Seperti dilakukan Wali Kota Parepare, HM Taufan Pawe dan Gubernur Sulsel, Prof Nurdin Abdullah. Keduanya menggelar rapat melalui telekonferensi, Minggu (22/3/2020).
"Tadi siang saya rapat jarak jauh dengan Bapak Gubernur. Komunikasi jarak jauh ini efektif di tengah mewabahnya virus corona," ungkap Taufan Pawe.
Efektivitas kinerja juga diterapkan Taufan Pawe di lingkungan Pemkot Parepare. Itu dengan memberlakukan penyesuaian sistem kerja ASN dalam upaya pencegahan penyebaran virus corona.
"Jadi kami melonggarkan jam kerja. ASN bisa mengerjakan pekerjaannya di rumah. Namun yang harus dikerjakan di kantor, ya tetap di kantor. Kami juga meniadakan sistem absen sidik jari. Diganti dengan absen manual," terang Taufan.
Sekretaris BKPSDMD Parepare, Adriani Idrus menambahkan, meski absensi sidik jari diistirahatkan, aktivitas ASN selama 8 jam tetap terpantau lewat aplikasi share location Google Maps.

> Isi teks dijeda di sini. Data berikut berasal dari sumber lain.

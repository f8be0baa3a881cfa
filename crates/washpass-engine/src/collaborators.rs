//! # External Collaborators
//!
//! The car registry and the package catalog are owned by other services.
//! The engine reads them through these ports; the SQLite adapters read the
//! local replica in `cars` and `packages`.

use async_trait::async_trait;
use washpass_core::{Car, PackageDefinition};
use washpass_db::CatalogRepository;

use crate::error::EngineResult;

#[async_trait]
pub trait CarRegistry: Send + Sync {
    /// The car, only if `user_id` owns it.
    async fn find_owned_car(&self, user_id: &str, car_id: &str) -> EngineResult<Option<Car>>;
}

#[async_trait]
pub trait PackageCatalog: Send + Sync {
    async fn find_package(&self, package_id: &str) -> EngineResult<Option<PackageDefinition>>;
}

#[derive(Debug, Clone)]
pub struct SqliteCarRegistry {
    catalog: CatalogRepository,
}

impl SqliteCarRegistry {
    pub fn new(catalog: CatalogRepository) -> Self {
        SqliteCarRegistry { catalog }
    }
}

#[async_trait]
impl CarRegistry for SqliteCarRegistry {
    async fn find_owned_car(&self, user_id: &str, car_id: &str) -> EngineResult<Option<Car>> {
        Ok(self.catalog.find_owned_car(user_id, car_id).await?)
    }
}

#[derive(Debug, Clone)]
pub struct SqlitePackageCatalog {
    catalog: CatalogRepository,
}

impl SqlitePackageCatalog {
    pub fn new(catalog: CatalogRepository) -> Self {
        SqlitePackageCatalog { catalog }
    }
}

#[async_trait]
impl PackageCatalog for SqlitePackageCatalog {
    async fn find_package(&self, package_id: &str) -> EngineResult<Option<PackageDefinition>> {
        Ok(self.catalog.find_package(package_id).await?)
    }
}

Adriani menindaklanjuti surat edaran Menpan-RB, edaran Mendagri, dan imbauan gubernur Sulsel. Pemkot Parepare mengeluarkan kebijakan ASN dapat menjalankan tugas kedinasan dari rumah.

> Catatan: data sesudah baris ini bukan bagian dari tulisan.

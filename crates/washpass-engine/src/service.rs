//! # WashPass Service
//!
//! The one object a caller needs: wires the store, issuer, reconciler,
//! redemption engine and referral coordinator over a shared database and
//! exposes the public operations.
//!
//! ```text
//! ┌─────────────────────────────────────────────────────────────────────────┐
//! │  WashPass                                                               │
//! │    purchase / begin_checkout / confirm_gateway_payment ──► Reconciler   │
//! │    scan ──────────────────────────────────────────────► Redemption    │
//! │    list_* / stats / regenerate_barcode_image ─────────► Store         │
//! │    referral_code / accept_referral / referral_status ─► Coordinator   │
//! │    worker() ──────────────────────────────────────────► TaskWorker    │
//! └─────────────────────────────────────────────────────────────────────────┘
//! ```

use std::sync::Arc;

use washpass_core::validation::validate_identifier;
use washpass_core::{
    CoreError, Entitlement, EntitlementStats, PackageDefinition, RedemptionResult, Referral,
    ReferralSummary, StationContext, WashEvent,
};
use washpass_db::Database;

use crate::barcode::{BarcodeIssuer, BarcodeRenderer, QrSvgRenderer};
use crate::collaborators::{CarRegistry, PackageCatalog, SqliteCarRegistry, SqlitePackageCatalog};
use crate::config::WashpassConfig;
use crate::error::EngineResult;
use crate::gateway::{HttpGateway, PaymentGateway};
use crate::notify::{DbNotificationSink, NotificationSink, Notifier};
use crate::reconciler::{
    CheckoutRequest, CheckoutSession, GatewayConfirmation, LocalPayment, PaymentReconciler,
    PurchaseOutcome,
};
use crate::redemption::RedemptionEngine;
use crate::referral::ReferralCoordinator;
use crate::store::EntitlementStore;
use crate::worker::{TaskWorker, TaskWorkerHandle};

/// Ports the engine talks to. [`Collaborators::sqlite`] reads everything
/// from the local database.
#[derive(Clone)]
pub struct Collaborators {
    pub gateway: Arc<dyn PaymentGateway>,
    pub renderer: Arc<dyn BarcodeRenderer>,
    pub sink: Arc<dyn NotificationSink>,
    pub cars: Arc<dyn CarRegistry>,
    pub catalog: Arc<dyn PackageCatalog>,
}

impl Collaborators {
    /// The production wiring: HTTP gateway, QR renderer, and the SQLite
    /// notification log, car registry and catalog.
    pub fn sqlite(db: &Database, config: &WashpassConfig) -> EngineResult<Self> {
        Ok(Collaborators {
            gateway: Arc::new(HttpGateway::new(&config.gateway)?),
            renderer: Arc::new(QrSvgRenderer::new()),
            sink: Arc::new(DbNotificationSink::new(db.notifications())),
            cars: Arc::new(SqliteCarRegistry::new(db.catalog())),
            catalog: Arc::new(SqlitePackageCatalog::new(db.catalog())),
        })
    }
}

#[derive(Clone)]
pub struct WashPass {
    db: Database,
    config: WashpassConfig,
    store: EntitlementStore,
    redemption: RedemptionEngine,
    reconciler: PaymentReconciler,
    referrals: ReferralCoordinator,
    notifier: Notifier,
    catalog: Arc<dyn PackageCatalog>,
}

impl WashPass {
    pub fn new(db: Database, config: WashpassConfig, ports: Collaborators) -> Self {
        let notifier = Notifier::new(ports.sink);
        let issuer = BarcodeIssuer::new(db.entitlements(), ports.renderer);
        let store = EntitlementStore::new(db.clone(), issuer);

        let referrals = ReferralCoordinator::new(
            db.clone(),
            store.clone(),
            notifier.clone(),
            config.rewards.clone(),
        );
        let redemption = RedemptionEngine::new(db.clone(), store.clone(), config.reminders.clone());
        let reconciler = PaymentReconciler::new(
            db.clone(),
            store.clone(),
            referrals.clone(),
            ports.cars,
            Arc::clone(&ports.catalog),
            ports.gateway,
            config.gateway.clone(),
            notifier.clone(),
        );

        WashPass {
            db,
            config,
            store,
            redemption,
            reconciler,
            referrals,
            notifier,
            catalog: ports.catalog,
        }
    }

    /// Builds the service with the production collaborators.
    pub fn with_defaults(db: Database, config: WashpassConfig) -> EngineResult<Self> {
        let ports = Collaborators::sqlite(&db, &config)?;
        Ok(Self::new(db, config, ports))
    }

    /// A task worker over the same database and collaborators.
    pub fn worker(&self) -> (TaskWorker, TaskWorkerHandle) {
        TaskWorker::new(
            self.db.clone(),
            self.referrals.clone(),
            self.notifier.clone(),
            self.config.worker.clone(),
        )
    }

    pub fn database(&self) -> &Database {
        &self.db
    }

    pub fn store(&self) -> &EntitlementStore {
        &self.store
    }

    pub fn config(&self) -> &WashpassConfig {
        &self.config
    }

    pub async fn health_check(&self) -> bool {
        self.db.health_check().await
    }

    // =========================================================================
    // Payments
    // =========================================================================

    /// Card or cash purchase.
    pub async fn purchase(&self, payment: LocalPayment) -> EngineResult<PurchaseOutcome> {
        self.reconciler.reconcile_local(payment).await
    }

    pub async fn begin_checkout(&self, request: CheckoutRequest) -> EngineResult<CheckoutSession> {
        self.reconciler.begin_checkout(request).await
    }

    pub async fn confirm_gateway_payment(
        &self,
        confirmation: GatewayConfirmation,
    ) -> EngineResult<PurchaseOutcome> {
        self.reconciler.reconcile_external(confirmation).await
    }

    // =========================================================================
    // Redemption
    // =========================================================================

    pub async fn scan(
        &self,
        raw_token: &str,
        station: &StationContext,
    ) -> EngineResult<RedemptionResult> {
        self.redemption.redeem(raw_token, station).await
    }

    pub async fn wash_history(&self, user_id: &str, limit: u32) -> EngineResult<Vec<WashEvent>> {
        let user_id = validate_identifier("user_id", user_id)?;
        Ok(self.db.washes().list_by_owner(&user_id, limit).await?)
    }

    pub async fn station_history(&self, station_id: &str, limit: u32) -> EngineResult<Vec<WashEvent>> {
        let station_id = validate_identifier("station_id", station_id)?;
        Ok(self.db.washes().list_by_station(&station_id, limit).await?)
    }

    // =========================================================================
    // Entitlements
    // =========================================================================

    pub async fn list_active(&self, user_id: &str) -> EngineResult<Vec<Entitlement>> {
        let user_id = validate_identifier("user_id", user_id)?;
        self.store.find_active_by_owner(&user_id).await
    }

    pub async fn list_all(&self, user_id: &str) -> EngineResult<Vec<Entitlement>> {
        let user_id = validate_identifier("user_id", user_id)?;
        self.store.list_all(&user_id).await
    }

    pub async fn stats(&self, user_id: &str) -> EngineResult<EntitlementStats> {
        let user_id = validate_identifier("user_id", user_id)?;
        self.store.stats(&user_id).await
    }

    pub async fn regenerate_barcode_image(
        &self,
        user_id: &str,
        entitlement_id: &str,
    ) -> EngineResult<Entitlement> {
        let user_id = validate_identifier("user_id", user_id)?;
        let entitlement_id = validate_identifier("entitlement_id", entitlement_id)?;
        self.store.regenerate_barcode_image(&user_id, &entitlement_id).await
    }

    pub async fn find_package(&self, package_id: &str) -> EngineResult<PackageDefinition> {
        let package_id = validate_identifier("package_id", package_id)?;
        self.catalog
            .find_package(&package_id)
            .await?
            .ok_or_else(|| CoreError::PackageNotFound(package_id).into())
    }

    // =========================================================================
    // Referrals
    // =========================================================================

    pub async fn referral_code(&self, user_id: &str) -> EngineResult<String> {
        self.referrals.referral_code(user_id).await
    }

    pub async fn accept_referral(&self, user_id: &str, code: &str) -> EngineResult<Referral> {
        self.referrals.accept_referral(user_id, code).await
    }

    pub async fn referral_status(&self, user_id: &str) -> EngineResult<ReferralSummary> {
        self.referrals.referral_status(user_id).await
    }
}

Kecuali ASN yang bekerja pada bidang pelayanan publik, kesehatan, kebersihan, penyelamatan dan bencana, ketertiban umum dan ketenteraman masyarakat.
Namun demikian, kata dia, kepala SKPD harus memastikan atau menugaskan minimal dua level pejabat struktural tertinggi untuk tetap melaksanakan tugasnya di kantor. Agar penyelenggaraan pemerintahan dan pelayanan kepada masyarakat tidak terhambat.
"Bagi ASN yang tetap melaksanakan tugas di kantor agar tidak melakukan kegiatan atau rapat yang bersifat pengumpulan orang. Meminimalkan pertemuan dengan tamu dari luar lingkungan kantor, serta mengisi daftar hadir secara manual," kata Adriani.
Wali kota melalui sekretaris daerah, kata dia, menerima laporan pelaksanaan tugas dari tempat tinggal para ASN secara harian lewat pimpinan SKPD masing-masing.
"Kebijakan ini berlaku sejak 16 Maret 2020 sampai 31 Maret 2020. Akan dievaluasi lebih lanjut sesuai dengan kebutuhan," tambah Adriani.